365telugu.com online news,Mumbai, January 5th, 2026: In a significant move to strengthen India’s private credit landscape, the International Finance Corporation (IFC), a member of the World Bank Group, has partnered with HDFC Asset Management Company (HDFC AMC). The IFC will serve as the anchor investor in HDFC AMC’s Structured Credit Fund-I, a Category II Alternative Investment Fund (AIF).
This strategic collaboration aims to provide much-needed alternative debt financing to underserved mid-market companies—businesses that are often too large for microfinance but struggle to secure adequate funding from traditional banking channels.
Capital Injection and Fund Details
The IFC has committed ₹220 crore to the fund, which has already successfully achieved its first close. Key financial highlights include:

- Total Commitments Raised: Approximately ₹1,290 crore from institutional investors, family offices, and ultra-high-net-worth individuals (UHNIs).
- Target Corpus: ₹1,500 crore, with a green-shoe option of an additional ₹1,000 crore.
- Sponsor Commitment: HDFC AMC is contributing up to 14% of the total fund corpus.

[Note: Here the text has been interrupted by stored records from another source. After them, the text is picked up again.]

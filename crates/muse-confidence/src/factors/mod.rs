//! One module per factor, each a pure `calculate` function.

pub mod context;
pub mod feedback;
pub mod frequency;
pub mod recency;
pub mod stability;

use chrono::{DateTime, Utc};

/// External inputs to a confidence calculation: the caller's live context
/// plus the evaluation instant.
#[derive(Debug, Clone)]
pub struct ContextFactors {
    pub now: DateTime<Utc>,
    pub framework: Option<String>,
    pub theme: Option<String>,
    pub brand_pack_id: Option<String>,
    pub file_type: Option<String>,
    /// Supplied by the correlation analyzer; neutral when absent.
    pub correlation_score: Option<f64>,
}

impl ContextFactors {
    /// Empty context evaluated at `now`.
    pub fn at(now: DateTime<Utc>) -> Self {
        Self {
            now,
            framework: None,
            theme: None,
            brand_pack_id: None,
            file_type: None,
            correlation_score: None,
        }
    }
}

/// Fractional days between two instants, never negative.
pub(crate) fn days_between(earlier: DateTime<Utc>, later: DateTime<Utc>) -> f64 {
    (later - earlier).num_seconds().max(0) as f64 / 86_400.0
}
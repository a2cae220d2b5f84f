use chrono::{DateTime, Utc};
use tracing::debug;

use muse_core::models::{InteractionRecord, Pattern, PatternMetadata};

/// Turn a raw interaction record into a canonical pattern.
///
/// Returns `None` when the record lacks an action or a component type:
/// there is no pattern without a classifiable subject, and upstream noise
/// must not halt the pipeline. Pure; persistence happens in the store.
pub fn extract_pattern(record: &InteractionRecord, now: DateTime<Utc>) -> Option<Pattern> {
    let action = record.action.as_deref().map(str::trim).filter(|a| !a.is_empty());
    let component_type = record
        .component_type
        .as_deref()
        .map(str::trim)
        .filter(|c| !c.is_empty());
    let (Some(_), Some(component_type)) = (action, component_type) else {
        debug!("interaction record missing action or component type; discarded");
        return None;
    };

    let enhancement = record.enhancement.clone().unwrap_or_default();
    let context = record.context.clone();
    let observed_at = record.timestamp.unwrap_or(now);

    Some(Pattern {
        id: Pattern::compute_id(component_type, &enhancement, &context),
        component_type: component_type.to_string(),
        enhancement,
        context,
        metadata: PatternMetadata::first_seen(observed_at),
    })
}
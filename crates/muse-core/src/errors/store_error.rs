/// Errors surfaced through the persistence contract.
///
/// The engine has no durability of its own; a failing store propagates to
/// the caller, which owns retry/backoff policy.
#[derive(Debug, thiserror::Error)]
pub enum StoreError {
    #[error("store unavailable: {reason}")]
    Unavailable { reason: String },

    #[error("pattern {id} not found in project {project_id}")]
    PatternNotFound { project_id: String, id: String },

    #[error("malformed record rejected by store: {details}")]
    MalformedRecord { details: String },
}
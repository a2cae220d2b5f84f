/// Muse engine version.
pub const VERSION: &str = env!("CARGO_PKG_VERSION");

/// Length of the hex-truncated pattern identity hash.
pub const PATTERN_ID_LEN: usize = 16;
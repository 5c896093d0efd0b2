use std::collections::{BTreeMap, HashMap};

use sms_segments::{
    Encoding, Template, TemplateToken, preview_message, sms_template, substitute_template,
};

fn example_values() -> HashMap<String, String> {
    let mut values = HashMap::new();
    values.insert("patient_name".to_string(), "Maria Lopez".to_string());
    values.insert("appointment_date".to_string(), "12/06".to_string());
    values.insert("appointment_time".to_string(), "10:30".to_string());
    values
}

#[test]
fn test_missing_key_left_verbatim() {
    let mut values = HashMap::new();
    values.insert("name", "Dr. Smith");
    assert_eq!(
        substitute_template("Hi {{name}}, due {{amount}}", &values),
        "Hi Dr. Smith, due {{amount}}"
    );
}

#[test]
fn test_no_placeholders_with_empty_map() {
    let values: HashMap<String, String> = HashMap::new();
    assert_eq!(
        substitute_template("no placeholders here", &values),
        "no placeholders here"
    );
}

#[test]
fn test_unclosed_token_not_partially_substituted() {
    let mut values = HashMap::new();
    values.insert("name", "Ana");
    assert_eq!(substitute_template("Hi {{name", &values), "Hi {{name");
    assert_eq!(substitute_template("Hi {{name}", &values), "Hi {{name}");
    assert_eq!(substitute_template("{{", &values), "{{");
    assert_eq!(substitute_template("}}", &values), "}}");
}

#[test]
fn test_reminder_template() {
    let text = substitute_template(
        "Hello {{patient_name}}, this is a reminder of your appointment on \
         {{appointment_date}} at {{appointment_time}}. Reply C to confirm.",
        &example_values(),
    );
    assert_eq!(
        text,
        "Hello Maria Lopez, this is a reminder of your appointment on 12/06 at 10:30. \
         Reply C to confirm."
    );
}

#[test]
fn test_only_placeholders() {
    let values = example_values();
    assert_eq!(
        substitute_template("{{appointment_date}}{{appointment_time}}", &values),
        "12/0610:30"
    );
}

#[test]
fn test_btreemap_source() {
    let mut values = BTreeMap::new();
    values.insert("clinic".to_string(), "Eastside".to_string());
    assert_eq!(substitute_template("{{clinic}} clinic", &values), "Eastside clinic");
}

#[test]
fn test_template_tokens() {
    let template = Template::parse("Dear {{name}},");
    assert_eq!(
        template.tokens(),
        &[
            TemplateToken::Text("Dear "),
            TemplateToken::Placeholder("name"),
            TemplateToken::Text(","),
        ]
    );
}

#[test]
fn test_macro_matches_runtime_parser() {
    let checked = sms_template!("Hi {{patient_name}}, your results from {{appointment_date}} are in");
    let parsed = Template::parse("Hi {{patient_name}}, your results from {{appointment_date}} are in");
    assert_eq!(checked, parsed);
    assert_eq!(
        checked.placeholder_names(),
        vec!["patient_name", "appointment_date"]
    );
}

#[test]
fn test_macro_template_renders() {
    let template = sms_template!("{{patient_name}}: {{appointment_time}} {{room}}");
    assert_eq!(template.render(&example_values()), "Maria Lopez: 10:30 {{room}}");
    assert_eq!(template.missing_names(&example_values()), vec!["room"]);
}

#[test]
fn test_preview_of_reminder() {
    let preview = preview_message(
        "Hi {{patient_name}}, see you {{appointment_date}} {{appointment_time}} 🙂",
        &example_values(),
    );
    assert_eq!(preview.text, "Hi Maria Lopez, see you 12/06 10:30 🙂");
    assert_eq!(preview.info.encoding, Encoding::Extended);
    assert_eq!(preview.info.char_count, 38);
    assert_eq!(preview.info.segments, 1);
    assert!(preview.unresolved.is_empty());
}

#[test]
fn test_preview_serializes_for_composer() {
    let values: HashMap<String, String> = HashMap::new();
    let json = serde_json::to_value(preview_message("Hi {{name}}", &values)).unwrap();
    assert_eq!(
        json,
        serde_json::json!({
            "text": "Hi {{name}}",
            "info": {
                "charCount": 11,
                "encoding": "Standard",
                "segments": 1,
                "charsPerSegment": 160,
            },
            "unresolved": ["name"],
        })
    );
}
use nom::{
    IResult, Parser,
    branch::alt,
    bytes::complete::{tag, take_until, take_while1},
    character::complete::anychar,
    combinator::{recognize, rest},
    multi::many0,
    sequence::{delimited, pair},
};

use crate::constants::{PLACEHOLDER_CLOSE, PLACEHOLDER_OPEN};

#[derive(Debug, Clone, Copy, PartialEq, Eq)]
pub enum TemplateToken<'a> {
    /// Literal text, including anything that looks like a placeholder but is not one.
    Text(&'a str),
    /// Name of a well-formed `{{name}}` placeholder, without braces.
    Placeholder(&'a str),
}

/// Check if a character may appear in a placeholder name.
#[inline]
pub fn is_name_char(c: char) -> bool {
    c.is_ascii_alphanumeric() || c == '_'
}

/// Split `input` into text and placeholder tokens.
///
/// Never fails: whatever is not a well-formed placeholder ends up in a text token.
pub(super) fn tokenize(input: &str) -> Vec<TemplateToken<'_>> {
    return match many0(alt((placeholder_token, text_token))).parse(input) {
        Ok((_, tokens)) => tokens,
        Err(_) => vec![TemplateToken::Text(input)],
    };
}

fn placeholder_token(input: &str) -> IResult<&str, TemplateToken<'_>> {
    delimited(
        tag(PLACEHOLDER_OPEN),
        take_while1(is_name_char),
        tag(PLACEHOLDER_CLOSE),
    )
    .map(TemplateToken::Placeholder)
    .parse(input)
}

/// At least one character, then everything up to the next `{{`.
///
/// Always consuming the first character lets a `{{` that failed to parse as a
/// placeholder fall through as text, one brace at a time.
fn text_token(input: &str) -> IResult<&str, TemplateToken<'_>> {
    recognize(pair(anychar, alt((take_until(PLACEHOLDER_OPEN), rest))))
        .map(TemplateToken::Text)
        .parse(input)
}
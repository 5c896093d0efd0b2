//! Segment counting.
//!
//! Lengths are counted in UTF-16 code units, the unit carriers use for the
//! extended encoding. Every character of the standard alphabet is one unit, so
//! for standard text this is the plain character count; characters outside the
//! Basic Multilingual Plane, such as most emoji, count as two.

use serde::Serialize;

use crate::encoding::{Encoding, detect_encoding};
use crate::limits::SegmentLimits;

/// How a message will be split for sending.
#[derive(Debug, Clone, Copy, PartialEq, Eq, Serialize)]
#[serde(rename_all = "camelCase")]
pub struct SegmentInfo {
    /// Length in UTF-16 code units.
    pub char_count: usize,
    pub encoding: Encoding,
    /// Number of segments; an empty message still takes one.
    pub segments: usize,
    /// Capacity used for the calculation: the single-segment capacity when the
    /// message fits in one segment, the reduced multi-part capacity otherwise.
    pub chars_per_segment: usize,
}

impl SegmentInfo {
    /// Characters left before another segment is needed.
    pub fn remaining(&self) -> usize {
        self.segments
            .saturating_mul(self.chars_per_segment)
            .saturating_sub(self.char_count)
    }

    pub fn is_multipart(&self) -> bool {
        self.segments > 1
    }
}

/// Length of `text` in UTF-16 code units.
pub fn char_count(text: &str) -> usize {
    text.chars().map(char::len_utf16).sum()
}

/// Encoding and segment count of `text` with the default capacity table.
pub fn detect_encoding_and_segments(text: &str) -> SegmentInfo {
    SegmentLimits::default().calculate(text)
}

impl SegmentLimits {
    /// Encoding and segment count of `text` with this capacity table.
    pub fn calculate(&self, text: &str) -> SegmentInfo {
        let encoding = detect_encoding(text);
        let char_count = char_count(text);
        let capacity = self.capacity(encoding);

        let (segments, chars_per_segment) = if char_count <= capacity.single {
            (1, capacity.single)
        } else {
            (char_count.div_ceil(capacity.multi), capacity.multi)
        };

        SegmentInfo {
            char_count,
            encoding,
            segments,
            chars_per_segment,
        }
    }
}
//! Composer preview: render a template and measure the result.

use serde::Serialize;

use crate::limits::SegmentLimits;
use crate::segments::SegmentInfo;
use crate::template::{Template, VariableSource};

/// A rendered message and how it will be sent.
#[derive(Debug, Clone, PartialEq, Eq, Serialize)]
#[serde(rename_all = "camelCase")]
pub struct MessagePreview {
    pub text: String,
    pub info: SegmentInfo,
    /// Placeholders left in `text` because `values` had nothing for them.
    pub unresolved: Vec<String>,
}

/// Render `template` with `values` and measure it with the default capacity table.
pub fn preview_message<V: VariableSource + ?Sized>(template: &str, values: &V) -> MessagePreview {
    SegmentLimits::default().preview(template, values)
}

impl SegmentLimits {
    /// Render `template` with `values` and measure it with this capacity table.
    ///
    /// Unresolved placeholders stay in the text and are counted as written.
    pub fn preview<V: VariableSource + ?Sized>(&self, template: &str, values: &V) -> MessagePreview {
        let template = Template::parse(template);
        let text = template.render(values);
        let unresolved: Vec<String> = template
            .missing_names(values)
            .into_iter()
            .map(str::to_owned)
            .collect();
        if !unresolved.is_empty() {
            log::debug!("preview left placeholders unresolved: {unresolved:?}");
        }

        let info = self.calculate(&text);
        MessagePreview {
            text,
            info,
            unresolved,
        }
    }
}

#[cfg(test)]
mod tests {
    use super::*;
    use crate::encoding::Encoding;
    use std::collections::HashMap;

    #[test]
    fn test_preview_measures_rendered_text() {
        let mut values = HashMap::new();
        values.insert("name", "Dr. Smith");
        let preview = preview_message("Hi {{name}}", &values);
        assert_eq!(preview.text, "Hi Dr. Smith");
        assert_eq!(preview.info.char_count, 12);
        assert_eq!(preview.info.segments, 1);
        assert!(preview.unresolved.is_empty());
    }

    #[test]
    fn test_value_can_switch_encoding() {
        let mut values = HashMap::new();
        values.insert("name", "Zoë 😀");
        let preview = preview_message("Hi {{name}}", &values);
        assert_eq!(preview.info.encoding, Encoding::Extended);
    }

    #[test]
    fn test_value_can_push_into_second_segment() {
        let mut values = HashMap::new();
        values.insert("note", "x".repeat(150));
        let template = "Reminder: {{note}}";
        assert_eq!(preview_message(template, &HashMap::<String, String>::new()).info.segments, 1);
        let preview = preview_message(template, &values);
        assert_eq!(preview.info.char_count, 160);
        assert_eq!(preview.info.segments, 1);

        values.insert("note", "x".repeat(151));
        assert_eq!(preview_message(template, &values).info.segments, 2);
    }

    #[test]
    fn test_unresolved_reported_and_counted() {
        let values: HashMap<String, String> = HashMap::new();
        let preview = preview_message("Due {{amount}} on {{date}}", &values);
        assert_eq!(preview.text, "Due {{amount}} on {{date}}");
        assert_eq!(preview.unresolved, vec!["amount", "date"]);
        assert_eq!(preview.info.char_count, preview.text.len());
    }
}
//! Segment capacities and placeholder markers.
//!
//! The capacity table is a compatibility contract with carriers and with the
//! SMS console that produced the numbers. Override it through
//! [`SegmentLimits`](crate::SegmentLimits), not by editing these values.

// ============================================================================
// Segment Capacities
// ============================================================================

/// Characters that fit in a single standard (7-bit) message.
pub const STANDARD_SINGLE_SEGMENT: usize = 160;

/// Characters per part of a multi-part standard message.
///
/// Each part gives up room to the concatenation header.
pub const STANDARD_MULTI_SEGMENT: usize = 153;

/// Characters that fit in a single extended (16-bit) message.
pub const EXTENDED_SINGLE_SEGMENT: usize = 70;

/// Characters per part of a multi-part extended message.
pub const EXTENDED_MULTI_SEGMENT: usize = 67;

// ============================================================================
// Placeholder Markers
// ============================================================================

/// Opens a placeholder: `{{name}}`.
pub const PLACEHOLDER_OPEN: &str = "{{";

/// Closes a placeholder: `{{name}}`.
pub const PLACEHOLDER_CLOSE: &str = "}}";

// ============================================================================
// Memory Pre-Allocation Hints
// ============================================================================

/// Extra bytes reserved when rendering, on top of the template length.
///
/// Values are usually a bit longer than their `{{name}}` token.
pub const RENDER_EXTRA_CAPACITY: usize = 32;
//! Segment capacity configuration.
//!
//! Callers that talk to a carrier with different limits build their own
//! [`SegmentLimits`]; everyone else uses [`SegmentLimits::default`]. A table is
//! validated once when it is built, so calculations never have to fail.

use serde::{Deserialize, Serialize};

use crate::constants::{
    EXTENDED_MULTI_SEGMENT, EXTENDED_SINGLE_SEGMENT, STANDARD_MULTI_SEGMENT,
    STANDARD_SINGLE_SEGMENT,
};
use crate::encoding::Encoding;
use crate::error::{LimitsError, LimitsResult};

/// Characters per segment for one encoding.
#[derive(Debug, Clone, Copy, PartialEq, Eq, Serialize, Deserialize)]
pub struct Capacity {
    /// Capacity of a message that fits in one segment.
    pub single: usize,
    /// Capacity of each part once a message needs more than one segment.
    pub multi: usize,
}

impl Capacity {
    pub const STANDARD: Self = Self {
        single: STANDARD_SINGLE_SEGMENT,
        multi: STANDARD_MULTI_SEGMENT,
    };

    pub const EXTENDED: Self = Self {
        single: EXTENDED_SINGLE_SEGMENT,
        multi: EXTENDED_MULTI_SEGMENT,
    };

    fn validate(self, encoding: Encoding) -> LimitsResult<()> {
        if self.single == 0 || self.multi == 0 {
            return Err(LimitsError::ZeroCapacity {
                encoding,
                single: self.single,
                multi: self.multi,
            });
        }
        if self.multi > self.single {
            return Err(LimitsError::MultiExceedsSingle {
                encoding,
                single: self.single,
                multi: self.multi,
            });
        }
        Ok(())
    }
}

/// Capacity table for both encodings.
#[derive(Debug, Clone, Copy, PartialEq, Eq, Serialize)]
pub struct SegmentLimits {
    standard: Capacity,
    extended: Capacity,
}

impl Default for SegmentLimits {
    fn default() -> Self {
        Self {
            standard: Capacity::STANDARD,
            extended: Capacity::EXTENDED,
        }
    }
}

impl SegmentLimits {
    /// Build a validated capacity table.
    ///
    /// Capacities must be non-zero, a multi-part capacity may not exceed its
    /// single-segment capacity, and extended capacities may not exceed standard
    /// ones. Together these keep segment counts from ever dropping when a
    /// character is appended.
    pub fn new(standard: Capacity, extended: Capacity) -> LimitsResult<Self> {
        standard.validate(Encoding::Standard)?;
        extended.validate(Encoding::Extended)?;

        if extended.single > standard.single {
            return Err(LimitsError::ExtendedExceedsStandard {
                field: "single",
                standard: standard.single,
                extended: extended.single,
            });
        }
        if extended.multi > standard.multi {
            return Err(LimitsError::ExtendedExceedsStandard {
                field: "multi",
                standard: standard.multi,
                extended: extended.multi,
            });
        }

        Ok(Self { standard, extended })
    }

    /// Load a capacity table from JSON.
    ///
    /// Either encoding may be omitted and falls back to its default:
    ///
    /// ```json
    /// { "standard": { "single": 160, "multi": 153 } }
    /// ```
    pub fn from_json_str(json: &str) -> LimitsResult<Self> {
        let raw: RawSegmentLimits = serde_json::from_str(json)?;
        let limits = Self::new(raw.standard, raw.extended)?;
        log::debug!("loaded segment limits: {limits:?}");
        Ok(limits)
    }

    pub fn standard(&self) -> Capacity {
        self.standard
    }

    pub fn extended(&self) -> Capacity {
        self.extended
    }

    pub fn capacity(&self, encoding: Encoding) -> Capacity {
        match encoding {
            Encoding::Standard => self.standard,
            Encoding::Extended => self.extended,
        }
    }
}

/// Unvalidated mirror of [`SegmentLimits`] used for deserialization.
#[derive(Deserialize)]
#[serde(default, deny_unknown_fields)]
struct RawSegmentLimits {
    standard: Capacity,
    extended: Capacity,
}

impl Default for RawSegmentLimits {
    fn default() -> Self {
        let limits = SegmentLimits::default();
        Self {
            standard: limits.standard,
            extended: limits.extended,
        }
    }
}
//! Template literal tokenization at compile-time.

use crate::constants::{
    MAX_NAME_LEN, MAX_PLACEHOLDERS, MAX_TEMPLATE_LEN, PARTS_INITIAL_CAPACITY, PLACEHOLDER_CLOSE,
    PLACEHOLDER_OPEN,
};
use crate::types::TemplatePart;
use crate::validation::is_valid_name;
use syn::LitStr;

/// Tokenize a template literal into text and `{{name}}` placeholders.
///
/// Stricter than the runtime parser: every `{{` must open a well-formed
/// placeholder. Enforces `MAX_TEMPLATE_LEN`, `MAX_PLACEHOLDERS`, `MAX_NAME_LEN`.
pub fn tokenize_template(source: &str, template_lit: &LitStr) -> syn::Result<Vec<TemplatePart>> {
    if source.len() > MAX_TEMPLATE_LEN {
        return Err(syn::Error::new(
            template_lit.span(),
            format!(
                "Template too long ({} bytes). Maximum allowed: {} bytes.",
                source.len(),
                MAX_TEMPLATE_LEN
            ),
        ));
    }

    let mut parts: Vec<TemplatePart> = Vec::with_capacity(PARTS_INITIAL_CAPACITY);
    let mut placeholder_count = 0usize;
    let mut remaining = source;

    while let Some(open) = remaining.find(PLACEHOLDER_OPEN) {
        if open > 0 {
            parts.push(TemplatePart::Text(remaining[..open].into()));
        }

        let after_open = &remaining[open + PLACEHOLDER_OPEN.len()..];
        let Some(close) = after_open.find(PLACEHOLDER_CLOSE) else {
            return Err(syn::Error::new(
                template_lit.span(),
                format!(
                    "Unclosed placeholder near '{}'. Close it with '{PLACEHOLDER_CLOSE}'.",
                    snippet(&remaining[open..])
                ),
            ));
        };

        let name = &after_open[..close];
        if name.len() > MAX_NAME_LEN {
            return Err(syn::Error::new(
                template_lit.span(),
                format!("Placeholder name too long (>{MAX_NAME_LEN} bytes)."),
            ));
        }
        if !is_valid_name(name) {
            return Err(syn::Error::new(
                template_lit.span(),
                format!(
                    "Invalid placeholder name '{name}'. \
                     Names must be non-empty and contain only ASCII letters, digits or underscores, \
                     with no spaces inside the braces."
                ),
            ));
        }

        placeholder_count += 1;
        if placeholder_count > MAX_PLACEHOLDERS {
            return Err(syn::Error::new(
                template_lit.span(),
                format!("Too many placeholders in template. Maximum allowed: {MAX_PLACEHOLDERS}."),
            ));
        }
        parts.push(TemplatePart::Placeholder(name.into()));

        remaining = &after_open[close + PLACEHOLDER_CLOSE.len()..];
    }

    if !remaining.is_empty() {
        parts.push(TemplatePart::Text(remaining.into()));
    }

    Ok(parts)
}

/// First few characters of `text`, for error messages.
fn snippet(text: &str) -> &str {
    match text.char_indices().nth(16) {
        Some((idx, _)) => &text[..idx],
        None => text,
    }
}

#[cfg(test)]
mod tests {
    use super::*;
    use syn::LitStr;

    fn lit() -> LitStr {
        syn::parse_quote!("template")
    }

    #[test]
    fn test_tokenization_basic() {
        let parts = tokenize_template("Hi {{name}}, see you {{date}}.", &lit()).unwrap();
        assert_eq!(
            parts,
            vec![
                TemplatePart::Text("Hi ".into()),
                TemplatePart::Placeholder("name".into()),
                TemplatePart::Text(", see you ".into()),
                TemplatePart::Placeholder("date".into()),
                TemplatePart::Text(".".into()),
            ]
        );
    }

    #[test]
    fn test_no_placeholders() {
        let parts = tokenize_template("Your appointment is confirmed", &lit()).unwrap();
        assert_eq!(parts.len(), 1);
        assert!(!parts[0].is_placeholder());
    }

    #[test]
    fn test_empty_template() {
        let parts = tokenize_template("", &lit()).unwrap();
        assert!(parts.is_empty());
    }

    #[test]
    fn test_stray_closing_braces_are_text() {
        let parts = tokenize_template("{{a}}} }}", &lit()).unwrap();
        assert_eq!(
            parts,
            vec![
                TemplatePart::Placeholder("a".into()),
                TemplatePart::Text("} }}".into()),
            ]
        );
    }

    #[test]
    fn test_unclosed_placeholder_rejected() {
        assert!(tokenize_template("Hi {{name", &lit()).is_err());
    }

    #[test]
    fn test_invalid_names_rejected() {
        assert!(tokenize_template("Hi {{ name }}", &lit()).is_err());
        assert!(tokenize_template("Hi {{first-name}}", &lit()).is_err());
        assert!(tokenize_template("Hi {{}}", &lit()).is_err());
        assert!(tokenize_template("Hi {{{name}}}", &lit()).is_err());
    }

    #[test]
    fn test_max_placeholders_at_boundary() {
        let mut template = String::new();
        for i in 0..MAX_PLACEHOLDERS {
            template.push_str(&format!("{{{{v{i}}}}} "));
        }
        let parts = tokenize_template(&template, &lit()).unwrap();
        let placeholder_count = parts.iter().filter(|p| p.is_placeholder()).count();
        assert_eq!(placeholder_count, MAX_PLACEHOLDERS);

        template.push_str("{{one_more}}");
        assert!(tokenize_template(&template, &lit()).is_err());
    }

    #[test]
    fn test_name_length_limit() {
        let at_limit = format!("{{{{{}}}}}", "n".repeat(MAX_NAME_LEN));
        assert!(tokenize_template(&at_limit, &lit()).is_ok());

        let over_limit = format!("{{{{{}}}}}", "n".repeat(MAX_NAME_LEN + 1));
        assert!(tokenize_template(&over_limit, &lit()).is_err());
    }

    #[test]
    fn test_template_length_limit() {
        let too_long = "a".repeat(MAX_TEMPLATE_LEN + 1);
        assert!(tokenize_template(&too_long, &lit()).is_err());
    }
}
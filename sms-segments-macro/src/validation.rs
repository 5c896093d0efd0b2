//! Placeholder name validation.

/// Check if string is a valid placeholder name: ASCII letters, digits or `_`.
#[inline]
pub fn is_valid_name(s: &str) -> bool {
    !s.is_empty() && s.bytes().all(|b| b.is_ascii_alphanumeric() || b == b'_')
}
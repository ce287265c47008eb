//! Local accounts and the signed in session.
//!  - [credentials::CredentialStore] owns the `dasho-users` mapping.
//!  - [session::SessionHolder] owns the `dasho-user` slot and publishes the current user.

pub mod credentials;
pub mod session;

use chrono::{DateTime, Utc};
use serde::{Deserialize, Serialize};

/// A user as seen by the rest of the application. Never carries password material.
#[derive(Debug, Clone, PartialEq, Eq, Serialize, Deserialize)]
#[serde(rename_all = "camelCase")]
pub struct User {
    pub id: String,
    pub email: String,
    #[serde(default, skip_serializing_if = "Option::is_none")]
    pub display_name: Option<String>,
    pub created_at: DateTime<Utc>,
}

impl User {
    /// Name to greet the user with.
    pub fn greeting_name(&self) -> &str {
        self.display_name.as_deref().unwrap_or("User")
    }
}

/// Stored form of an account. Keyed by lowercased email inside the credential mapping.
#[derive(Debug, Clone, PartialEq, Eq, Serialize, Deserialize)]
#[serde(rename_all = "camelCase")]
pub struct CredentialRecord {
    #[serde(flatten)]
    pub user: User,
    pub password_hash: String,
}

/// Emails are compared case-insensitively, so the lowercased form is the identity.
pub fn normalize_email(email: &str) -> String {
    email.trim().to_lowercase()
}
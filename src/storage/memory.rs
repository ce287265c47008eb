use std::{collections::BTreeMap, sync::Mutex};

use anyhow::{anyhow, Result};

use super::kv::KeyValueStore;

/// [KeyValueStore] living entirely in memory. Nothing survives the process.
#[derive(Default)]
pub struct MemoryStore {
    values: Mutex<BTreeMap<String, String>>,
}

impl MemoryStore {
    pub fn new() -> Self {
        Self::default()
    }

    fn with_values<T>(&self, f: impl FnOnce(&mut BTreeMap<String, String>) -> T) -> Result<T> {
        let mut values = self
            .values
            .lock()
            .map_err(|_| anyhow!("Memory store lock was poisoned"))?;
        Ok(f(&mut values))
    }
}

impl KeyValueStore for MemoryStore {
    async fn get(&self, key: &str) -> Result<Option<String>> {
        self.with_values(|values| values.get(key).cloned())
    }

    async fn set(&self, key: &str, value: &str) -> Result<()> {
        self.with_values(|values| {
            values.insert(key.to_string(), value.to_string());
        })
    }

    async fn remove(&self, key: &str) -> Result<()> {
        self.with_values(|values| {
            values.remove(key);
        })
    }

    async fn update<F>(&self, key: &str, f: F) -> Result<()>
    where
        F: FnOnce(Option<String>) -> Result<String> + Send,
    {
        self.with_values(|values| -> Result<()> {
            let value = f(values.get(key).cloned())?;
            values.insert(key.to_string(), value);
            Ok(())
        })?
    }

    async fn keys_with_prefix(&self, prefix: &str) -> Result<Vec<String>> {
        self.with_values(|values| {
            values
                .range(prefix.to_string()..)
                .take_while(|(key, _)| key.starts_with(prefix))
                .map(|(key, _)| key.clone())
                .collect()
        })
    }
}
use anyhow::Result;
use dasho::{cli::run_cli, utils::runtime::single_thread_runtime};
use tracing::error;

fn main() -> Result<()> {
    single_thread_runtime()?
        .block_on(run_cli())
        .inspect_err(|e| {
            error!("Error running cli {e:?}");
        })?;
    Ok(())
}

- Investment Strategy: The fund is sector-agnostic (excluding real estate) and focuses on secured credit instruments with a 4-to-6-year horizon.
Supporting the “Viksit Bharat” Vision
The partnership is designed to empower companies that drive India’s manufacturing, logistics, pharmaceuticals, and e-mobility sectors. By offering bespoke financing solutions, the fund enables these businesses to scale operations, foster innovation, and create jobs without compromising their operational stability.
Navneet Munot, MD & CEO of HDFC AMC, stated: “India’s mid-market segment is a dynamic pillar of our economy that remains structurally underserved. Our partnership with IFC is rooted in a shared vision of providing tailored capital with disciplined underwriting to help well-run businesses scale responsibly.”
A Growing Market Opportunity

India’s private credit market is on a steep upward trajectory, projected to grow from $19 billion in 2023 to nearly $60–70 billion by 2028.
Imad N. Fakhoury, Regional Division Director for South Asia at IFC, highlighted the developmental impact: “Mid-market companies are central to economic resilience. This investment will mobilize institutional capital and provide these enterprises with the resources they need to thrive, advancing India’s broader development priorities.”
This collaboration marks a critical milestone in enhancing financial inclusion for the corporate sector, ensuring that the engine of India’s economy—its mid-sized enterprises—has the fuel it needs to reach the next stage of growth.